Our jails are no place for refugee children
Last month's deadline for the Trump administration to reunite families separated under the “zero tolerance” policy has come and gone with thousands still in limbo. While the plight of toddlers pulled from their parents’ arms is particularly urgent, this acute crisis should not obscure our understanding of the day-in, day-out cruelty our system inflicts on migrant children. Some of that daily injustice takes place right here in the Pacific Northwest.
The children recently separated at the border are not the only minors in the custody of U.S. officials. In the last few years, thousands of unaccompanied minors have sought refuge in the United States, many of them fleeing abuse and violence in Central American countries. Under the Homeland Security Act of 2002, ICE must transfer such children to the Office of Refugee Resettlement within 72 hours for their placement in an approved facility. Here in Washington, YouthCare and Friends of Youth provide temporary homes for these minors sent from the southern border, by all accounts doing a good job of providing them care and stability at a difficult time.
But when ORR is unable to locate an “adequate placement” for the kids, alternate facilities are authorized – including jails. And according to data released by ICE last year, two of only three facilities in the nation authorized to hold children for longer than 72 hours are here in the Northwest: NORCOR, a publicly run facility in the Dalles, Oregon, and the Cowlitz County Juvenile facility in Longview, Washington.
Since 2015, Cowlitz County has held 15 unaccompanied minors, several for stays longer than 200 days; the county reaps a per-head price of $170 nightly for each one. At NORCOR, where the per diem has not been disclosed, ICE data shows the average daily population of migrant children was two in recent years, staying an average of 151 days.
Yet are these jails suitable for housing refugee children?
Six months ago, Disability Rights Oregon published a scathing report concluding that NORCOR’s policies for juveniles were designed to “break the will at any cost.” Rules prohibited children from “looking around” rather than facing forward, from asking guards the time of day, and limited their access to drawing materials, books, or entertainment other than the Bible. "Conditions were harsher and more restrictive than any adult jail we had visited,” the organization wrote. These revelations prompted several Oregon counties to pull their youth from the facility – but not ICE. In fact, NORCOR administrators are seeking to make up their budget shortfall by expanding their business with ICE when the contract is renegotiated this November.
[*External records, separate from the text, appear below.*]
// ABOUTME: Initial migration to create users, rolls, frames, and equipment tables
// ABOUTME: Sets up the complete film log schema with ownership foreign keys

use sea_orm_migration::prelude::*;

#[derive(DeriveMigrationName)]
pub struct Migration;

#[async_trait::async_trait]
impl MigrationTrait for Migration {
    async fn up(&self, manager: &SchemaManager) -> Result<(), DbErr> {
        manager
            .create_table(
                Table::create()
                    .table(Users::Table)
                    .if_not_exists()
                    .col(
                        ColumnDef::new(Users::Id)
                            .integer()
                            .not_null()
                            .auto_increment()
                            .primary_key(),
                    )
                    .col(ColumnDef::new(Users::Username).string().not_null().unique_key())
                    .col(ColumnDef::new(Users::PasswordHash).string().not_null())
                    .col(
                        ColumnDef::new(Users::CreatedAt)
                            .big_integer()
                            .not_null()
                            .default(Expr::current_timestamp()),
                    )
                    .to_owned(),
            )
            .await?;

        manager
            .create_table(
                Table::create()
                    .table(Rolls::Table)
                    .if_not_exists()
                    .col(
                        ColumnDef::new(Rolls::Id)
                            .integer()
                            .not_null()
                            .auto_increment()
                            .primary_key(),
                    )
                    .col(ColumnDef::new(Rolls::Name).string().not_null())
                    .col(ColumnDef::new(Rolls::FilmManufacturer).string().not_null())
                    .col(ColumnDef::new(Rolls::FilmType).string().not_null())
                    .col(ColumnDef::new(Rolls::Iso).integer().not_null())
                    .col(ColumnDef::new(Rolls::UserId).integer().not_null())
                    .foreign_key(
                        ForeignKey::create()
                            .name("fk_rolls_user_id")
                            .from(Rolls::Table, Rolls::UserId)
                            .to(Users::Table, Users::Id)
                            .on_delete(ForeignKeyAction::Cascade),
                    )
                    .to_owned(),
            )
            .await?;

        manager
            .create_table(
                Table::create()
                    .table(Cameras::Table)
                    .if_not_exists()
                    .col(
                        ColumnDef::new(Cameras::Id)
                            .integer()
                            .not_null()
                            .auto_increment()
                            .primary_key(),
                    )
                    .col(ColumnDef::new(Cameras::Name).string().not_null())
                    .col(ColumnDef::new(Cameras::Brand).string())
                    .col(ColumnDef::new(Cameras::MinShutterSpeed).string())
                    .col(ColumnDef::new(Cameras::MaxShutterSpeed).string())
                    .col(ColumnDef::new(Cameras::SerialNumber).string())
                    .col(ColumnDef::new(Cameras::UserId).integer().not_null())
                    .foreign_key(
                        ForeignKey::create()
                            .name("fk_cameras_user_id")
                            .from(Cameras::Table, Cameras::UserId)
                            .to(Users::Table, Users::Id)
                            .on_delete(ForeignKeyAction::Cascade),
                    )
                    .to_owned(),
            )
            .await?;

        manager
            .create_table(
                Table::create()
                    .table(Lenses::Table)
                    .if_not_exists()
                    .col(
                        ColumnDef::new(Lenses::Id)
                            .integer()
                            .not_null()
                            .auto_increment()
                            .primary_key(),
                    )
                    .col(ColumnDef::new(Lenses::Name).string().not_null())
                    .col(ColumnDef::new(Lenses::FocalLength).string())
                    .col(ColumnDef::new(Lenses::MinAperture).string().not_null())
                    .col(ColumnDef::new(Lenses::MaxAperture).string().not_null())
                    .col(ColumnDef::new(Lenses::SerialNumber).string())
                    .col(ColumnDef::new(Lenses::UserId).integer().not_null())
                    .foreign_key(
                        ForeignKey::create()
                            .name("fk_lenses_user_id")
                            .from(Lenses::Table, Lenses::UserId)
                            .to(Users::Table, Users::Id)
                            .on_delete(ForeignKeyAction::Cascade),
                    )
                    .to_owned(),
            )
            .await?;

        manager
            .create_table(
                Table::create()
                    .table(Filters::Table)
                    .if_not_exists()
                    .col(
                        ColumnDef::new(Filters::Id)
                            .integer()
                            .not_null()
                            .auto_increment()
                            .primary_key(),
                    )
                    .col(ColumnDef::new(Filters::Name).string().not_null())
                    .col(ColumnDef::new(Filters::Kind).string())
                    .col(ColumnDef::new(Filters::UserId).integer().not_null())
                    .foreign_key(
                        ForeignKey::create()
                            .name("fk_filters_user_id")
                            .from(Filters::Table, Filters::UserId)
                            .to(Users::Table, Users::Id)
                            .on_delete(ForeignKeyAction::Cascade),
                    )
                    .to_owned(),
            )
            .await?;

        manager
            .create_table(
                Table::create()
                    .table(Frames::Table)
                    .if_not_exists()
                    .col(
                        ColumnDef::new(Frames::Id)
                            .integer()
                            .not_null()
                            .auto_increment()
                            .primary_key(),
                    )
                    .col(ColumnDef::new(Frames::Filename).string())
                    .col(ColumnDef::new(Frames::ShutterSpeed).string())
                    .col(ColumnDef::new(Frames::Aperture).string())
                    .col(ColumnDef::new(Frames::ImageFile).string())
                    .col(ColumnDef::new(Frames::FrameNumber).integer().not_null())
                    .col(ColumnDef::new(Frames::RollId).integer().not_null())
                    .col(ColumnDef::new(Frames::CameraId).integer())
                    .col(ColumnDef::new(Frames::LensId).integer())
                    .col(ColumnDef::new(Frames::FilterId).integer())
                    .foreign_key(
                        ForeignKey::create()
                            .name("fk_frames_roll_id")
                            .from(Frames::Table, Frames::RollId)
                            .to(Rolls::Table, Rolls::Id)
                            .on_delete(ForeignKeyAction::Cascade),
                    )
                    .foreign_key(
                        ForeignKey::create()
                            .name("fk_frames_camera_id")
                            .from(Frames::Table, Frames::CameraId)
                            .to(Cameras::Table, Cameras::Id)
                            .on_delete(ForeignKeyAction::SetNull),
                    )
                    .foreign_key(
                        ForeignKey::create()
                            .name("fk_frames_lens_id")
                            .from(Frames::Table, Frames::LensId)
                            .to(Lenses::Table, Lenses::Id)
                            .on_delete(ForeignKeyAction::SetNull),
                    )
                    .foreign_key(
                        ForeignKey::create()
                            .name("fk_frames_filter_id")
                            .from(Frames::Table, Frames::FilterId)
                            .to(Filters::Table, Filters::Id)
                            .on_delete(ForeignKeyAction::SetNull),
                    )
                    .index(
                        Index::create()
                            .name("idx_frames_roll_frame_number")
                            .table(Frames::Table)
                            .col(Frames::RollId)
                            .col(Frames::FrameNumber)
                            .unique(),
                    )
                    .to_owned(),
            )
            .await?;

        Ok(())
    }

    async fn down(&self, manager: &SchemaManager) -> Result<(), DbErr> {
        manager
            .drop_table(Table::drop().table(Frames::Table).to_owned())
            .await?;

        manager
            .drop_table(Table::drop().table(Filters::Table).to_owned())
            .await?;

        manager
            .drop_table(Table::drop().table(Lenses::Table).to_owned())
            .await?;

        manager
            .drop_table(Table::drop().table(Cameras::Table).to_owned())
            .await?;

        manager
            .drop_table(Table::drop().table(Rolls::Table).to_owned())
            .await?;

        manager
            .drop_table(Table::drop().table(Users::Table).to_owned())
            .await?;

        Ok(())
    }
}

#[derive(DeriveIden)]
enum Users {
    Table,
    Id,
    Username,
    PasswordHash,
    CreatedAt,
}

#[derive(DeriveIden)]
enum Rolls {
    Table,
    Id,
    Name,
    FilmManufacturer,
    FilmType,
    Iso,
    UserId,
}

#[derive(DeriveIden)]
enum Frames {
    Table,
    Id,
    Filename,
    ShutterSpeed,
    Aperture,
    ImageFile,
    FrameNumber,
    RollId,
    CameraId,
    LensId,
    FilterId,
}

#[derive(DeriveIden)]
enum Cameras {
    Table,
    Id,
    Name,
    Brand,
    MinShutterSpeed,
    MaxShutterSpeed,
    SerialNumber,
    UserId,
}

#[derive(DeriveIden)]
enum Lenses {
    Table,
    Id,
    Name,
    FocalLength,
    MinAperture,
    MaxAperture,
    SerialNumber,
    UserId,
}

#[derive(DeriveIden)]
enum Filters {
    Table,
    Id,
    Name,
    #[sea_orm(iden = "type")]
    Kind,
    UserId,
}
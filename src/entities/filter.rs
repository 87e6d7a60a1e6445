// ABOUTME: Filter entity owned by one user and referenced by frames
// ABOUTME: The filter kind maps to the legacy "type" column name

use sea_orm::entity::prelude::*;
use serde::Serialize;

#[derive(Clone, Debug, PartialEq, DeriveEntityModel, Serialize)]
#[sea_orm(table_name = "filters")]
pub struct Model {
    #[sea_orm(primary_key)]
    pub id: i32,
    pub name: String,
    #[sea_orm(column_name = "type")]
    pub kind: Option<String>,
    pub user_id: i32,
}

#[derive(Copy, Clone, Debug, EnumIter, DeriveRelation)]
pub enum Relation {
    #[sea_orm(
        belongs_to = "super::user::Entity",
        from = "Column::UserId",
        to = "super::user::Column::Id"
    )]
    User,
    #[sea_orm(has_many = "super::frame::Entity")]
    Frames,
}

impl Related<super::user::Entity> for Entity {
    fn to() -> RelationDef {
        Relation::User.def()
    }
}

impl Related<super::frame::Entity> for Entity {
    fn to() -> RelationDef {
        Relation::Frames.def()
    }
}

impl ActiveModelBehavior for ActiveModel {}
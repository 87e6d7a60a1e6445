// ABOUTME: Main entry point for the film log webapp with session-cookie auth
// ABOUTME: Sets up the web server, routes, and initialization logic

use std::sync::Arc;

use axum::{Router, routing::get};
use tokio::net::TcpListener;
use tower_http::trace::TraceLayer;
use tracing_subscriber::{EnvFilter, layer::SubscriberExt, util::SubscriberInitExt};

mod auth;
mod config;
mod entities;
mod equipment;
mod error;
mod films;
mod frames;
mod migration;
mod rolls;
mod session;
mod storage;
mod types;
mod uploads;

#[cfg(test)]
mod storage_tests;

use config::Config;
use session::SessionStore;
use storage::Storage;

#[derive(Clone)]
pub struct AppState {
    pub storage: Arc<Storage>,
    pub sessions: SessionStore,
    pub config: Arc<Config>,
}

pub fn build_router(state: AppState) -> Router {
    Router::new()
        .route("/", get(rolls::index))
        .route("/roles", get(rolls::index))
        .route("/register", get(auth::register_page).post(auth::register))
        .route("/login", get(auth::login_page).post(auth::login))
        .route("/logout", get(auth::logout))
        .route("/get_films/:manufacturer", get(rolls::get_films))
        .route("/add_role", get(rolls::add_role_page).post(rolls::add_role))
        .route("/role/:role_id", get(rolls::role_view))
        .route(
            "/role/:role_id/add_image",
            get(frames::add_image_page).post(frames::add_image),
        )
        .route("/role/:role_id/export_json", get(rolls::export_role_json))
        .route(
            "/edit_image/:image_id",
            get(frames::edit_image_page).post(frames::edit_image),
        )
        .route("/delete_image/:image_id", get(frames::delete_image))
        .route(
            "/add_camera",
            get(equipment::add_camera_page).post(equipment::add_camera),
        )
        .route(
            "/add_lens",
            get(equipment::add_lens_page).post(equipment::add_lens),
        )
        .route(
            "/add_filter",
            get(equipment::add_filter_page).post(equipment::add_filter),
        )
        .route("/materials", get(equipment::materials))
        .layer(TraceLayer::new_for_http())
        .with_state(state)
}

#[tokio::main]
async fn main() -> anyhow::Result<()> {
    tracing_subscriber::registry()
        .with(EnvFilter::try_from_default_env().unwrap_or_else(|_| EnvFilter::new("info")))
        .with(tracing_subscriber::fmt::layer())
        .init();

    let config = Config::from_env();
    tokio::fs::create_dir_all(&config.upload_dir).await?;

    let storage = Arc::new(Storage::new(&config.database_url).await?);
    let sessions = SessionStore::new();

    let state = AppState {
        storage,
        sessions,
        config: Arc::new(config),
    };

    let app = build_router(state.clone());

    let listener = TcpListener::bind((state.config.host.as_str(), state.config.port)).await?;
    tracing::info!("listening on http://{}", listener.local_addr()?);

    axum::serve(listener, app).await?;
    Ok(())
}
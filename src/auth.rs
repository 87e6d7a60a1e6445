// ABOUTME: Registration, login, and logout handlers with argon2 password hashing
// ABOUTME: Login sets the HttpOnly session cookie and honors the post-login next path

use argon2::Argon2;
use argon2::password_hash::{
    PasswordHash, PasswordHasher, PasswordVerifier, SaltString, rand_core::OsRng,
};
use axum::{
    Form,
    extract::State,
    response::{Html, IntoResponse, Redirect, Response},
};
use axum_extra::extract::cookie::CookieJar;

use crate::AppState;
use crate::error::{AppError, Result};
use crate::session::{self, CurrentUser};
use crate::types::{LoginForm, RegisterForm};

fn hash_password(password: &str) -> Result<String> {
    let salt = SaltString::generate(&mut OsRng);
    Ok(Argon2::default()
        .hash_password(password.as_bytes(), &salt)?
        .to_string())
}

fn verify_password(password: &str, stored_hash: &str) -> bool {
    PasswordHash::new(stored_hash)
        .map(|parsed| {
            Argon2::default()
                .verify_password(password.as_bytes(), &parsed)
                .is_ok()
        })
        .unwrap_or(false)
}

pub async fn register_page(State(state): State<AppState>, jar: CookieJar) -> Response {
    if session::extract_session_from_jar(&jar, &state.sessions).is_ok() {
        return Redirect::to("/").into_response();
    }
    Html(include_str!("../static/register.html")).into_response()
}

pub async fn register(
    State(state): State<AppState>,
    jar: CookieJar,
    Form(form): Form<RegisterForm>,
) -> Result<Redirect> {
    if session::extract_session_from_jar(&jar, &state.sessions).is_ok() {
        return Ok(Redirect::to("/"));
    }
    let (username, password) = form.validate()?;
    let password_hash = hash_password(&password)?;
    let user = state.storage.create_user(&username, &password_hash).await?;
    tracing::info!(user_id = user.id, "registered user");
    Ok(Redirect::to("/login"))
}

pub async fn login_page(State(state): State<AppState>, jar: CookieJar) -> Response {
    if session::extract_session_from_jar(&jar, &state.sessions).is_ok() {
        return Redirect::to("/").into_response();
    }
    Html(include_str!("../static/login.html")).into_response()
}

pub async fn login(
    State(state): State<AppState>,
    jar: CookieJar,
    Form(form): Form<LoginForm>,
) -> Result<(CookieJar, Redirect)> {
    if session::extract_session_from_jar(&jar, &state.sessions).is_ok() {
        return Ok((jar, Redirect::to("/")));
    }
    // Unknown user and wrong password take the same exit.
    let user = state
        .storage
        .find_user_by_username(&form.username)
        .await?
        .ok_or(AppError::InvalidCredentials)?;

    if !verify_password(&form.password, &user.password_hash) {
        return Err(AppError::InvalidCredentials);
    }

    let remember = form.remember();
    let session_id = state.sessions.create_session(user.id, remember);
    let cookie =
        session::create_session_cookie(session_id, state.config.secure_cookies, remember);
    let jar = jar.add(cookie);

    let target = form.next_path().unwrap_or("/").to_string();
    tracing::info!(user_id = user.id, "logged in");
    Ok((jar, Redirect::to(&target)))
}

pub async fn logout(
    State(state): State<AppState>,
    _user: CurrentUser,
    jar: CookieJar,
) -> (CookieJar, Redirect) {
    if let Some(cookie) = jar.get(session::SESSION_COOKIE_NAME) {
        state.sessions.remove_session(cookie.value());
    }
    let jar = jar.add(session::create_logout_cookie(state.config.secure_cookies));
    (jar, Redirect::to("/login"))
}

#[cfg(test)]
mod tests {
    use super::*;

    #[test]
    fn password_hash_roundtrip() {
        let hash = hash_password("correct horse").unwrap();
        assert_ne!(hash, "correct horse");
        assert!(hash.starts_with("$argon2"));
        assert!(verify_password("correct horse", &hash));
        assert!(!verify_password("wrong horse", &hash));
    }

    #[test]
    fn same_password_hashes_differently() {
        let a = hash_password("secret1").unwrap();
        let b = hash_password("secret1").unwrap();
        assert_ne!(a, b);
    }

    #[test]
    fn garbage_stored_hash_never_verifies() {
        assert!(!verify_password("anything", "not-a-phc-string"));
    }
}
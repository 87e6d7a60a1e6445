// ABOUTME: User entity with unique username and argon2 password hash
// ABOUTME: Owns rolls, cameras, lenses, and filters via has_many relations

use sea_orm::entity::prelude::*;
use serde::Serialize;

#[derive(Clone, Debug, PartialEq, DeriveEntityModel, Serialize)]
#[sea_orm(table_name = "users")]
pub struct Model {
    #[sea_orm(primary_key)]
    pub id: i32,
    #[sea_orm(unique)]
    pub username: String,
    #[serde(skip_serializing)]
    pub password_hash: String,
    pub created_at: i64,
}

#[derive(Copy, Clone, Debug, EnumIter, DeriveRelation)]
pub enum Relation {
    #[sea_orm(has_many = "super::roll::Entity")]
    Rolls,
    #[sea_orm(has_many = "super::camera::Entity")]
    Cameras,
    #[sea_orm(has_many = "super::lens::Entity")]
    Lenses,
    #[sea_orm(has_many = "super::filter::Entity")]
    Filters,
}

impl Related<super::roll::Entity> for Entity {
    fn to() -> RelationDef {
        Relation::Rolls.def()
    }
}

impl Related<super::camera::Entity> for Entity {
    fn to() -> RelationDef {
        Relation::Cameras.def()
    }
}

impl Related<super::lens::Entity> for Entity {
    fn to() -> RelationDef {
        Relation::Lenses.def()
    }
}

impl Related<super::filter::Entity> for Entity {
    fn to() -> RelationDef {
        Relation::Filters.def()
    }
}

impl ActiveModelBehavior for ActiveModel {}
Cowlitz County administrators recognize publicly that many of the kids in their custody were previously living with their parents, but have been removed to be placed in deportation proceedings. They say there’s a public safety interest in keeping these kids detained, since ICE has flagged some for alleged gang ties. But the immigration system has no due process protections for those accused of being gang affiliated; for these kids, "innocent until proven guilty" doesn't apply. This means that youth can be deported on the basis of a tattoo, a social media post, or an ICE agent's hunch, without ever being convicted of a crime.
The uncomfortable truth is that local counties are locking up immigrant children under conditions they abhor for American youth, as a way to boost revenue.
Such arrangements don’t make us safer; they make us complicit.
While the deliberate separation of families at the southern border has laid bare the depth of cruelty in our immigration system, one of the lessons we should learn from this tragedy is its broad connection to the everyday criminalization of migrants, including children. Immigration law has imported the severe language, but not the due process protections, of our flawed criminal justice system, while placing the decisions of deportation officers and immigration courts beyond the reach of public scrutiny. Does it make us safer that agents among us can lock up a child for the colors of his sports gear, sanction him for so much as a sidelong glance? Or does it undercut the very values we hold sacred?
To address these abuses, we must not only push for the reuniting of families recently separated; we must stop funding Northwest institutions through partnerships with federal agencies whose practices contradict core principles of justice.